> [Task to carry out] One number, and no other words, should make up the answer: how many lines of the listing contain the string "merged".

BEGIN Data supplied

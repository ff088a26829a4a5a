use common::Job;
use std::collections::BTreeMap;

/// Half-open interval `[start, stop)` of row indices that have been fetched.
#[derive(Debug, Clone, Copy, PartialEq, Eq)]
pub struct LoadedRange {
    pub start: usize,
    pub stop: usize,
}

impl LoadedRange {
    pub fn contains(&self, index: usize) -> bool {
        self.start <= index && index < self.stop
    }
}

/// What the table has for one row position.
#[derive(Debug, Clone, PartialEq)]
pub enum RowSlot {
    Loaded(Job),
    Pending,
}

/// Sparse rows by position plus the ranges already fetched for them.
///
/// Ranges are kept sorted, disjoint and coalesced. Every stored row lies in
/// some range.
#[derive(Debug, Default)]
pub struct RowCache {
    rows: BTreeMap<usize, Job>,
    ranges: Vec<LoadedRange>,
    end_of_data: Option<usize>,
    absent_from: Option<usize>,
}

impl RowCache {
    pub fn new() -> Self {
        Self::default()
    }

    /// Loaded means fetched and present, or past a point the backend
    /// reported empty.
    pub fn is_loaded(&self, index: usize) -> bool {
        let past = |bound: Option<usize>| bound.is_some_and(|b| index >= b);
        if past(self.end_of_data) || past(self.absent_from) {
            return true;
        }
        self.rows.contains_key(&index) && self.ranges.iter().any(|r| r.contains(index))
    }

    pub fn get(&self, index: usize) -> RowSlot {
        match self.rows.get(&index) {
            Some(job) => RowSlot::Loaded(job.clone()),
            None => RowSlot::Pending,
        }
    }

    pub fn merge(&mut self, start: usize, rows: Vec<Job>) {
        if rows.is_empty() {
            return;
        }
        let stop = start + rows.len();
        for (offset, job) in rows.into_iter().enumerate() {
            self.rows.insert(start + offset, job);
        }
        self.insert_range(LoadedRange { start, stop });
    }

    /// The backend has nothing at `index` or after it.
    pub fn mark_end(&mut self, index: usize) {
        self.end_of_data = Some(self.end_of_data.map_or(index, |end| end.min(index)));
    }

    /// The backend has nothing at `index` or after it, but rows before
    /// `index` may not have been seen yet, so the row count stays open.
    pub fn mark_absent_from(&mut self, index: usize) {
        self.absent_from = Some(self.absent_from.map_or(index, |b| b.min(index)));
    }

    pub fn end_of_data(&self) -> Option<usize> {
        self.end_of_data
    }

    pub fn invalidate(&mut self) {
        self.rows.clear();
        self.ranges.clear();
        self.end_of_data = None;
        self.absent_from = None;
    }

    /// One past the highest row present.
    pub fn loaded_count(&self) -> usize {
        self.rows.keys().next_back().map_or(0, |last| last + 1)
    }

    pub fn ranges(&self) -> &[LoadedRange] {
        &self.ranges
    }

    fn insert_range(&mut self, new: LoadedRange) {
        let mut merged = new;
        let mut kept = Vec::with_capacity(self.ranges.len() + 1);
        for range in self.ranges.drain(..) {
            // overlapping or touching
            if range.stop >= merged.start && range.start <= merged.stop {
                merged.start = merged.start.min(range.start);
                merged.stop = merged.stop.max(range.stop);
            } else {
                kept.push(range);
            }
        }
        let at = kept.partition_point(|r| r.start < merged.start);
        kept.insert(at, merged);
        self.ranges = kept;
    }
}
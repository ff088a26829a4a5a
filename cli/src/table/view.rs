use comfy_table::{Cell, Color, Table};
use common::{Job, JobFilter, QueryChange};
use std::cell::{Cell as StdCell, RefCell};
use std::collections::BTreeSet;
use std::ops::Range;

use super::columns::ColumnId;
use super::loader::WindowLoader;
use super::provider::{JobSource, LoadError, PagedRowProvider};
use super::row_cache::RowSlot;
use super::selection::SelectionTracker;

/// A scrollable, lazily loaded job table.
///
/// Owns the provider, the window loader and the selection. Every query
/// change goes through [`on_query_change`](Self::on_query_change), which
/// waits for the source to accept the change before resetting the cache.
pub struct JobTableView<S> {
    provider: PagedRowProvider<S>,
    loader: WindowLoader,
    selection: SelectionTracker,
    columns: RefCell<BTreeSet<ColumnId>>,
    scroll: StdCell<usize>,
    height: usize,
}

impl<S: JobSource> JobTableView<S> {
    pub fn new(source: S, height: usize, batch: usize) -> Self {
        Self {
            provider: PagedRowProvider::new(source),
            loader: WindowLoader::new(batch),
            selection: SelectionTracker::new(),
            columns: RefCell::new(ColumnId::default_set()),
            scroll: StdCell::new(0),
            height: height.max(1),
        }
    }

    pub fn source(&self) -> &S {
        self.provider.source()
    }

    pub fn selection(&self) -> &SelectionTracker {
        &self.selection
    }

    pub fn row_count(&self) -> usize {
        self.provider.row_count()
    }

    pub fn can_load_more(&self) -> bool {
        self.provider.can_load_more()
    }

    pub fn is_row_loaded(&self, index: usize) -> bool {
        self.provider.is_row_loaded(index)
    }

    pub fn row_at(&self, index: usize) -> RowSlot {
        self.provider.row(index)
    }

    pub fn columns(&self) -> Vec<ColumnId> {
        self.columns.borrow().iter().copied().collect()
    }

    pub fn scroll(&self) -> usize {
        self.scroll.get()
    }

    pub fn render_epoch(&self) -> u64 {
        self.loader.render_epoch()
    }

    /// Rows on screen. Runs past the sentinel row until the end of the data
    /// is known, so the next page gets requested.
    pub fn visible_window(&self) -> Range<usize> {
        let start = self.scroll.get();
        let stop = start + self.height;
        if self.provider.can_load_more() {
            start..stop
        } else {
            let count = self.provider.row_count();
            start.min(count)..stop.min(count)
        }
    }

    pub async fn load_visible(&self) -> Vec<LoadError> {
        self.loader
            .on_rows_rendered(&self.provider, self.visible_window())
            .await
    }

    /// Scrolling stops at the last row, which is the sentinel while more
    /// rows may exist, so the table grows one page at a time.
    pub fn scroll_to(&self, offset: usize) {
        let last = self.provider.row_count().saturating_sub(1);
        self.scroll.set(offset.min(last));
    }

    pub fn scroll_by(&self, delta: isize) {
        let current = self.scroll.get();
        let target = if delta < 0 {
            current.saturating_sub(delta.unsigned_abs())
        } else {
            current.saturating_add(delta as usize)
        };
        self.scroll_to(target);
    }

    pub fn page_down(&self) {
        self.scroll_by(self.height as isize);
    }

    pub fn page_up(&self) {
        self.scroll_by(-(self.height as isize));
    }

    pub fn set_selected(&self, job: &Job, selected: bool) {
        self.selection.toggle(&job.id, job, selected);
        // selection lives outside the row data; mounted rows must redraw
        self.loader.force_update();
    }

    /// Flip selection of the row at `index`. Placeholder rows are not
    /// selectable; returns the new state otherwise.
    pub fn toggle_row(&self, index: usize) -> Option<bool> {
        match self.provider.row(index) {
            RowSlot::Loaded(job) => {
                let selected = !self.selection.is_selected(&job.id);
                self.set_selected(&job, selected);
                Some(selected)
            }
            RowSlot::Pending => None,
        }
    }

    /// Apply a query change, then drop everything cached for the old query.
    pub async fn on_query_change(&self, change: QueryChange) -> anyhow::Result<()> {
        log::debug!("Query change: {:?}", change);
        self.provider.source().update_query(change).await?;
        self.reset_cache();
        Ok(())
    }

    pub fn set_column(&self, column: ColumnId, visible: bool) {
        let changed = {
            let mut columns = self.columns.borrow_mut();
            if visible {
                columns.insert(column)
            } else {
                columns.remove(&column)
            }
        };
        if changed {
            self.reset_cache();
        }
    }

    /// Clear the row cache and the loader's request memo together, and go
    /// back to the top: index 5 of a new query is a different job.
    pub fn reset_cache(&self) {
        self.provider.reset_cache();
        self.loader.reset_load_more_rows_cache();
        self.scroll.set(0);
    }

    pub fn force_update(&self) {
        self.loader.force_update();
    }

    pub fn render(&self, filter: &JobFilter) -> Table {
        let columns = self.columns();
        let mut table = Table::new();

        let mut header = vec![Cell::new("#"), Cell::new("")];
        header.extend(columns.iter().map(|c| Cell::new(c.header(filter))));
        table.set_header(header);

        let window = self.visible_window();
        let count = self.provider.row_count();
        for index in window.start..window.end.min(count) {
            let mut cells = vec![Cell::new(index)];
            match self.provider.row(index) {
                RowSlot::Loaded(job) => {
                    let checkbox = if self.selection.is_selected(&job.id) { "[x]" } else { "[ ]" };
                    cells.push(Cell::new(checkbox));
                    cells.extend(columns.iter().map(|c| Cell::new(c.value(&job))));
                }
                RowSlot::Pending => {
                    cells.push(Cell::new(""));
                    cells.push(Cell::new("Loading").fg(Color::DarkGrey));
                    cells.extend(columns.iter().skip(1).map(|_| Cell::new("")));
                }
            }
            table.add_row(cells);
        }
        table
    }
}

END Data supplied

> [Response for this exercise] 6